Stored items
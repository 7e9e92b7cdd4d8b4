#![allow(dead_code)]

use std::{
    path::{Path, PathBuf},
    sync::Arc,
};

use rebalancer::prelude::*;

pub const FIXTURE_CSV: &str = "tests/fixtures/valuations.csv";

/// Three units over four steps.
pub fn scenario_valuations() -> Arc<Valuations> {
    Arc::new(
        Valuations::from_rows(vec![
            vec![10.0, 20.0, 30.0],
            vec![12.0, 18.0, 32.0],
            vec![11.0, 19.0, 31.0],
            vec![13.0, 17.0, 33.0],
        ])
        .expect("scenario table is valid"),
    )
}

pub fn scenario_env(cash: f64) -> Environment {
    let cfg = EnvConfig::default().with_initial_investment(cash);
    Environment::new(scenario_valuations(), cfg).expect("scenario env is valid")
}

pub fn fixture_path() -> PathBuf {
    Path::new(env!("CARGO_MANIFEST_DIR")).join(FIXTURE_CSV)
}

/// Fresh, empty scratch directory unique to this process and `name`.
pub fn scratch_dir(name: &str) -> PathBuf {
    let dir = std::env::temp_dir().join(format!("rebalancer-it-{name}-{}", std::process::id()));
    let _ = std::fs::remove_dir_all(&dir);
    std::fs::create_dir_all(&dir).expect("create scratch dir");
    dir
}

/// Small, seeded run writing into `dir`.
pub fn small_run_config(dir: &Path) -> RunConfig {
    RunConfig::default()
        .with_data_path(fixture_path())
        .with_models_dir(dir.join("models"))
        .with_rewards_dir(dir.join("rewards"))
        .with_episodes(3)
        .with_batch_size(4)
        .with_initial_investment(1_000.0)
        .with_seed(17)
}
pub mod valuations;
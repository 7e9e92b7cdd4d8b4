//! Multi-grid portfolio rebalancing environment.
//!
//! State is `[units_owned (G), valuations (G), cash]`; actions are the `3^G` joint
//! sell/hold/buy choices over the `G` units.

pub mod action;
pub mod action_space;
pub mod config;
pub mod env;
pub mod observation;
pub mod portfolio;
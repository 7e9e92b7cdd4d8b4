use ndarray::{Array1, ArrayView1};
use serde::{Deserialize, Serialize};

use crate::gym::rebalance::action::Orders;

/// Holdings of the agent: whole units per grid plus uninvested cash.
#[derive(Debug, Clone, PartialEq, Serialize, Deserialize)]
pub struct Portfolio {
    units_owned: Array1<f64>,
    cash: f64,
}

/// What a single rebalance actually executed.
#[derive(Debug, Clone, Copy, PartialEq, Default, Serialize, Deserialize)]
pub struct TradeSummary {
    pub units_sold: f64,
    pub units_bought: u64,
    pub proceeds: f64,
    pub spent: f64,
}

impl Portfolio {
    /// An empty portfolio holding only `cash`.
    pub fn new(n_units: usize, cash: f64) -> Self {
        Self {
            units_owned: Array1::zeros(n_units),
            cash,
        }
    }

    pub fn units_owned(&self) -> ArrayView1<'_, f64> {
        self.units_owned.view()
    }

    pub fn cash(&self) -> f64 {
        self.cash
    }

    pub fn n_units(&self) -> usize {
        self.units_owned.len()
    }

    /// Mark-to-market value: `Σ units_owned[i] * prices[i] + cash`.
    pub fn value(&self, prices: ArrayView1<f64>) -> f64 {
        self.units_owned.dot(&prices) + self.cash
    }

    /// Execute `orders` at `prices`.
    ///
    /// # Execution Order
    ///
    /// 1. Every sell-marked unit is liquidated in full and the proceeds are credited.
    /// 2. Buy-marked units are bought one whole unit at a time, round-robin in ascending
    ///    unit index, as long as `cash > price`. The loop ends after the first full pass
    ///    in which nothing was affordable.
    ///
    /// The allocation is greedy and order-sensitive, but fully deterministic.
    /// Non-positive prices are never bought, so the loop always terminates.
    pub fn rebalance(&mut self, orders: &Orders, prices: ArrayView1<f64>) -> TradeSummary {
        let mut summary = TradeSummary::default();

        for i in orders.sells() {
            let proceeds = self.units_owned[i] * prices[i];
            summary.units_sold += self.units_owned[i];
            summary.proceeds += proceeds;
            self.cash += proceeds;
            self.units_owned[i] = 0.0;
        }

        let buys = orders.buys().collect::<Vec<_>>();
        if buys.is_empty() {
            return summary;
        }

        loop {
            let mut bought_in_pass = false;
            for &i in &buys {
                let price = prices[i];
                if price > 0.0 && self.cash > price {
                    self.units_owned[i] += 1.0;
                    self.cash -= price;
                    summary.units_bought += 1;
                    summary.spent += price;
                    bought_in_pass = true;
                }
            }
            if !bought_in_pass {
                break;
            }
        }

        summary
    }
}
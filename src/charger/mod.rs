pub mod sungrow;

pub use sungrow::Sungrow;

use crate::registry::Registry;

/// Registers every charger driver this crate ships with.
pub fn register_all(registry: &mut Registry) {
    registry.add("sungrow", Sungrow::from_config);
}
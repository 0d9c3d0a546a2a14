// Module declarations for the application's core components
pub mod api;        // Capability traits consumed by energy managers
pub mod charger;    // Charger drivers
pub mod config;     // Configuration management
pub mod error;      // Error handling and types
pub mod modbus;     // Modbus connection and decoding helpers
pub mod options;    // Command line options parsing
pub mod prelude;    // Common imports and types
pub mod register;   // Register definitions and device enumerations
pub mod registry;   // Charger driver registry
pub mod sponsor;    // Sponsorship gate

pub use error::Error;

// Get the package version from Cargo.toml
const CARGO_PKG_VERSION: &str = env!("CARGO_PKG_VERSION");

use crate::options::{Command, Options};
use crate::prelude::*;
use std::io::Write;
use std::sync::Arc;

fn init_logging(level: &str) -> std::result::Result<(), log::SetLoggerError> {
    env_logger::Builder::from_env(env_logger::Env::default().default_filter_or(level))
        .format(|buf, record| {
            writeln!(
                buf,
                "[{} {} {}] {}",
                chrono::Local::now().format("%Y-%m-%dT%H:%M:%S%.3f"),
                record.level(),
                record.module_path().unwrap_or(""),
                record.args()
            )
        })
        .write_style(env_logger::WriteStyle::Never)
        .try_init()
}

/// Main application entry point
///
/// Loads the configuration, builds the selected charger through the driver
/// registry and runs a single command against it.
pub async fn app(options: Options) -> Result<()> {
    let config = Config::new(options.config_file.clone())?;

    if let Err(e) = init_logging(config.loglevel()) {
        eprintln!("Failed to initialise logging: {}", e);
    }

    info!("sungrow-bridge {} starting", CARGO_PKG_VERSION);
    info!("Read configuration from {}", options.config_file);
    config.log_summary();

    let registry = Registry::new();
    let charger = config.charger(options.charger.as_deref())?;
    let sponsor: Arc<dyn Sponsor> = Arc::new(config.sponsor());

    info!("Creating {} charger {}", charger.charger_type(), charger.name());
    let device = registry
        .create(charger.charger_type(), charger.other(), sponsor)
        .await?;

    let mut out = std::io::stdout();
    run(device.as_ref(), &options.command, &mut out).await
}

/// Executes one command against a device, writing results to `out`.
pub async fn run(device: &dyn Device, command: &Command, out: &mut (dyn Write + Send)) -> Result<()> {
    match command {
        Command::Status => {
            writeln!(out, "Status:\t{}", device.status().await?)?;
            writeln!(out, "Enabled:\t{}", device.enabled().await?)?;
        }
        Command::Enable => device.enable(true).await?,
        Command::Disable => device.enable(false).await?,
        Command::Current { amps } => match device.as_charger_ex() {
            Some(ex) => ex.max_current_millis(*amps).await?,
            None => device.max_current(*amps as i64).await?,
        },
        Command::Phases { phases } => {
            let switcher = device
                .as_phase_switcher()
                .ok_or_else(|| anyhow!("charger does not support phase switching"))?;
            switcher.phases_1p3p(*phases).await?;
        }
        Command::Meter => {
            if let Some(m) = device.as_meter() {
                writeln!(out, "Power:\t{:.0}W", m.current_power().await?)?;
            }
            if let Some(m) = device.as_meter_energy() {
                writeln!(out, "Energy:\t{:.3}kWh", m.total_energy().await?)?;
            }
            if let Some(m) = device.as_charge_rater() {
                writeln!(out, "Charged:\t{:.3}kWh", m.charged_energy().await?)?;
            }
            if let Some(m) = device.as_phase_currents() {
                let (l1, l2, l3) = m.currents().await?;
                writeln!(out, "Current L1..L3:\t{:.1}A {:.1}A {:.1}A", l1, l2, l3)?;
            }
            if let Some(m) = device.as_phase_voltages() {
                let (l1, l2, l3) = m.voltages().await?;
                writeln!(out, "Voltage L1..L3:\t{:.1}V {:.1}V {:.1}V", l1, l2, l3)?;
            }
        }
        Command::Diagnose => {
            let diag = device
                .as_diagnosis()
                .ok_or_else(|| anyhow!("charger does not support diagnosis"))?;
            diag.diagnose(out).await;
        }
    }

    Ok(())
}
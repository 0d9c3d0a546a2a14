use num_enum::{IntoPrimitive, TryFromPrimitive};

use crate::api::ChargeStatus;

#[derive(Clone, Copy, Debug, PartialEq, Eq)]
pub enum Kind {
    Holding,
    Input,
}

#[derive(Clone, Copy, Debug, PartialEq, Eq)]
pub enum Width {
    /// uint16
    Single,
    /// uint32, low word first
    Double,
}

impl Width {
    pub fn count(self) -> u16 {
        match self {
            Self::Single => 1,
            Self::Double => 2,
        }
    }
}

#[derive(Clone, Copy, Debug, PartialEq)]
pub struct Register {
    pub address: u16,
    pub name: &'static str,
    pub kind: Kind,
    pub width: Width,
    /// Raw value is divided by this to get engineering units.
    pub scale: f64,
}

impl Register {
    const fn holding(address: u16, name: &'static str) -> Self {
        Self {
            address,
            name,
            kind: Kind::Holding,
            width: Width::Single,
            scale: 1.0,
        }
    }

    const fn input(address: u16, name: &'static str, width: Width, scale: f64) -> Self {
        Self {
            address,
            name,
            kind: Kind::Input,
            width,
            scale,
        }
    }

    pub fn decode(&self, raw: u32) -> f64 {
        raw as f64 / self.scale
    }
}

// holding
pub const ENABLE: Register = Register::holding(21210, "Enable");
// TODO: device documentation says 0.01A, observed encoding is 0.1A; confirm against a unit
pub const MAX_CURRENT: Register = Register {
    scale: 10.0,
    ..Register::holding(21202, "MaxCurrent")
};
pub const PHASES: Register = Register::holding(21203, "Phases");
pub const WORKING_MODE: Register = Register::holding(21262, "WorkingMode");

// input
pub const PHASES_POWER: Register = Register::input(21224, "PhasesPower", Width::Single, 1.0);
pub const PHASES_STATE: Register = Register::input(21269, "PhasesState", Width::Single, 1.0);
pub const TOTAL_ENERGY: Register = Register::input(21299, "TotalEnergy", Width::Double, 1e3);
pub const ACTIVE_POWER: Register = Register::input(21307, "ActivePower", Width::Double, 1.0);
pub const CHARGED_ENERGY: Register = Register::input(21309, "ChargedEnergy", Width::Double, 1e3);
pub const START_MODE: Register = Register::input(21313, "StartMode", Width::Single, 1.0);
pub const STATE: Register = Register::input(21316, "State", Width::Single, 1.0);

pub const VOLTAGES: [Register; 3] = [
    Register::input(21301, "VoltageL1", Width::Single, 10.0),
    Register::input(21303, "VoltageL2", Width::Single, 10.0),
    Register::input(21305, "VoltageL3", Width::Single, 10.0),
];
pub const CURRENTS: [Register; 3] = [
    Register::input(21302, "CurrentL1", Width::Single, 10.0),
    Register::input(21304, "CurrentL2", Width::Single, 10.0),
    Register::input(21306, "CurrentL3", Width::Single, 10.0),
];

pub const REGISTERS: [Register; 17] = [
    ENABLE,
    MAX_CURRENT,
    PHASES,
    WORKING_MODE,
    PHASES_POWER,
    PHASES_STATE,
    TOTAL_ENERGY,
    VOLTAGES[0],
    CURRENTS[0],
    VOLTAGES[1],
    CURRENTS[1],
    VOLTAGES[2],
    CURRENTS[2],
    ACTIVE_POWER,
    CHARGED_ENERGY,
    START_MODE,
    STATE,
];

/// Registers read by the diagnostic dump, in output order.
pub const DIAGNOSTICS: [Register; 8] = [
    MAX_CURRENT,
    PHASES,
    ENABLE,
    WORKING_MODE,
    PHASES_POWER,
    PHASES_STATE,
    START_MODE,
    STATE,
];

// ChargerState {{{
#[derive(Clone, Copy, Debug, PartialEq, Eq, TryFromPrimitive, IntoPrimitive)]
#[repr(u16)]
pub enum ChargerState {
    Idle = 1,
    Standby = 2,
    Charging = 3,
    SuspendedEvse = 4,
    SuspendedEv = 5,
    Completed = 6,
    Reserved = 7,
    Disabled = 8,
    Faulted = 9,
}

impl From<ChargerState> for ChargeStatus {
    fn from(state: ChargerState) -> Self {
        use ChargerState::*;

        match state {
            Idle => ChargeStatus::A,
            Standby | SuspendedEvse | SuspendedEv | Completed => ChargeStatus::B,
            Charging => ChargeStatus::C,
            Reserved | Disabled | Faulted => ChargeStatus::F,
        }
    }
} // }}}

#[derive(Clone, Copy, Debug, PartialEq, Eq, TryFromPrimitive, IntoPrimitive)]
#[repr(u16)]
pub enum WorkingMode {
    Network = 0,
    PlugAndPlay = 2,
    Ems = 6,
}

#[derive(Clone, Copy, Debug, PartialEq, Eq, TryFromPrimitive, IntoPrimitive)]
#[repr(u16)]
pub enum StartMode {
    Ems = 1,
    Swiping = 2,
}

/// Human readable form of a raw diagnostic value; unknown codes stay numeric.
pub fn describe(register: &Register, raw: u16) -> String {
    let name = match register.address {
        a if a == WORKING_MODE.address => WorkingMode::try_from(raw).ok().map(|m| format!("{:?}", m)),
        a if a == START_MODE.address => StartMode::try_from(raw).ok().map(|m| format!("{:?}", m)),
        a if a == STATE.address => ChargerState::try_from(raw).ok().map(|s| format!("{:?}", s)),
        _ => None,
    };

    match name {
        Some(name) => format!("{} ({})", raw, name),
        None => raw.to_string(),
    }
}

#[cfg(test)]
mod tests {
    use super::*;
    use std::collections::HashSet;

    #[test]
    fn addresses_unique_per_kind() {
        for kind in [Kind::Holding, Kind::Input] {
            let mut seen = HashSet::new();
            for reg in REGISTERS.iter().filter(|r| r.kind == kind) {
                for offset in 0..reg.width.count() {
                    assert!(
                        seen.insert(reg.address + offset),
                        "{} overlaps at {}",
                        reg.name,
                        reg.address + offset
                    );
                }
            }
        }
    }

    #[test]
    fn phase_groups_are_interleaved() {
        assert_eq!(VOLTAGES.map(|r| r.address), [21301, 21303, 21305]);
        assert_eq!(CURRENTS.map(|r| r.address), [21302, 21304, 21306]);
    }

    #[test]
    fn state_classification() {
        for (code, expected) in [
            (1u16, ChargeStatus::A),
            (2, ChargeStatus::B),
            (3, ChargeStatus::C),
            (4, ChargeStatus::B),
            (5, ChargeStatus::B),
            (6, ChargeStatus::B),
            (7, ChargeStatus::F),
            (8, ChargeStatus::F),
            (9, ChargeStatus::F),
        ] {
            let state = ChargerState::try_from(code).unwrap();
            assert_eq!(ChargeStatus::from(state), expected, "code {}", code);
        }

        assert!(ChargerState::try_from(0u16).is_err());
        assert!(ChargerState::try_from(10u16).is_err());
    }

    #[test]
    fn max_current_scale() {
        assert_eq!(MAX_CURRENT.decode(160), 16.0);
        assert_eq!(TOTAL_ENERGY.decode(12345), 12.345);
    }

    #[test]
    fn describe_known_and_unknown() {
        assert_eq!(describe(&WORKING_MODE, 6), "6 (Ems)");
        assert_eq!(describe(&WORKING_MODE, 4), "4");
        assert_eq!(describe(&START_MODE, 2), "2 (Swiping)");
        assert_eq!(describe(&STATE, 3), "3 (Charging)");
        assert_eq!(describe(&ENABLE, 1), "1");
    }
}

**About this task**
Scan the records above for the word "writing". Show each line in which it appears.

**Exercise response**
/// Small, seeded run writing into `dir`.
/// Executes one command against a device, writing results to `out`.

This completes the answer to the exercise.